The 6th and 7th applicants are growers of tea under the auspices of Ndima

Tea factory.

The application is supported by a statement and an affidavit sworn by Mr. Samwel Muchiri W. Njuguna - first applicant.

The TEA (ELECTION) REGULATIONS 2000 were made by the Minister of Agriculture after consultation with Tea Board of Kenya on 11. 5.2000. They were made in exercise of the Ministers powers conferred by section 3, 4, and 25 of the Tea Act (cap 343). They were published in the special issue of Kenya Gazette supplement No. 32 (legisletive) supplement No (19) under legal Notice 43 of 12. 5.2000.

Section 25(1) of the Tea Act gives Minister in charge of Agriculture power, in consultation with Tea Board to make regulations for the protection, and promotion of tea industry in Kenya and generally for the better carrying out of the provisions of the Act. S. 25(2) of the Tea Act as amended by Tea (Amendment) Act No. 6 of 1999 specifies the kind of regulations the minister can make without prejudice to the generality of the power conferred by s. 25(1) of the Act.

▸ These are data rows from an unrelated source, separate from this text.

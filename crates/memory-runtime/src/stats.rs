//! 런타임 통계 — 컨텍스트 생성/시작/정지 횟수 카운터
//!
//! 같은 [`MemoryRuntime`](crate::MemoryRuntime)이 만든 모든 컨텍스트가
//! 하나의 [`RuntimeStats`]를 공유합니다. 생명주기 모드별 빌드 횟수를
//! 테스트에서 검증할 때 사용합니다.

use std::sync::atomic::{AtomicU64, Ordering};

use serde::Serialize;

/// 런타임 통계 카운터
#[derive(Debug, Default)]
pub struct RuntimeStats {
    contexts_created: AtomicU64,
    contexts_started: AtomicU64,
    contexts_stopped: AtomicU64,
    mock_resets: AtomicU64,
    exchanges_processed: AtomicU64,
}

/// 특정 시점의 통계 스냅샷
#[derive(Debug, Clone, Copy, Default, PartialEq, Eq, Serialize)]
pub struct StatsSnapshot {
    /// 생성된 컨텍스트 수
    pub contexts_created: u64,
    /// 시작된 컨텍스트 수 (재시작 포함)
    pub contexts_started: u64,
    /// 정지된 컨텍스트 수
    pub contexts_stopped: u64,
    /// 테스트 더블 일괄 리셋 횟수
    pub mock_resets: u64,
    /// 처리된 교환 수
    pub exchanges_processed: u64,
}

impl RuntimeStats {
    pub(crate) fn record_created(&self) {
        self.contexts_created.fetch_add(1, Ordering::Relaxed);
    }

    pub(crate) fn record_started(&self) {
        self.contexts_started.fetch_add(1, Ordering::Relaxed);
    }

    pub(crate) fn record_stopped(&self) {
        self.contexts_stopped.fetch_add(1, Ordering::Relaxed);
    }

    pub(crate) fn record_mock_reset(&self) {
        self.mock_resets.fetch_add(1, Ordering::Relaxed);
    }

    pub(crate) fn record_exchange(&self) {
        self.exchanges_processed.fetch_add(1, Ordering::Relaxed);
    }

    /// 현재 값을 스냅샷으로 반환합니다.
    pub fn snapshot(&self) -> StatsSnapshot {
        StatsSnapshot {
            contexts_created: self.contexts_created.load(Ordering::Relaxed),
            contexts_started: self.contexts_started.load(Ordering::Relaxed),
            contexts_stopped: self.contexts_stopped.load(Ordering::Relaxed),
            mock_resets: self.mock_resets.load(Ordering::Relaxed),
            exchanges_processed: self.exchanges_processed.load(Ordering::Relaxed),
        }
    }
}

The TEA (ELECTIONS) REGULATIONS 2000 is subsidiary legislation made by the Minister of Agriculture under s. 25 of the Tea Act. The definition of written law in s. 3(1) of the interpretation and General provisions Act (cap 2), means, inter alia, any subsidiary legislation for the time being in force. Section 31 of the interpretation and General provisions Act prescribe general provisions with respect to power to make a subsidiary legislation.

By s. 31(c) of Cap 2 a subsidiary legislation can be amended by the same authority which made it. By s. 34(1) of cap 2, a subsidiary legislation can be nullified by the parliament. By s. 33 of cap 2, acts done under subsidiary legislation are deemed to be done under the Act which authorized the making of the subsidiary legislation. The Language of a statue if clear and explicit, speak the intention of the Legislature.

It is the parliament which enacted s. 25 of the Tea Act giving the Minister of Agriculture power to make laws. It is clear from what I have said above that a subsidiary legislation has the same status as any written law and is made with the authority of the Parliament. At page 60 of Judicial Review Handbook by Michael Fordham, the author says:

“Except so in so far as subordinated to community law, parliaments authority is supreme and its mandates are to be enforced and respected by reviewing courts”

Again at page 64 of the same treatise, the authors say:

“Since parliament can do anything, it can effect change. Judicial initiative is often refused ( and ironically sometimes sought to be justified) on the basis that it is for the legislature to remedy defects in the law”

The doctrine of seperation of powers is well known. The Parliament is the supreme organ of the Government which makes the laws. The Judiciary interprets the laws. At page 60 para 8. 1.1 of Judicial Review Handbook (supra)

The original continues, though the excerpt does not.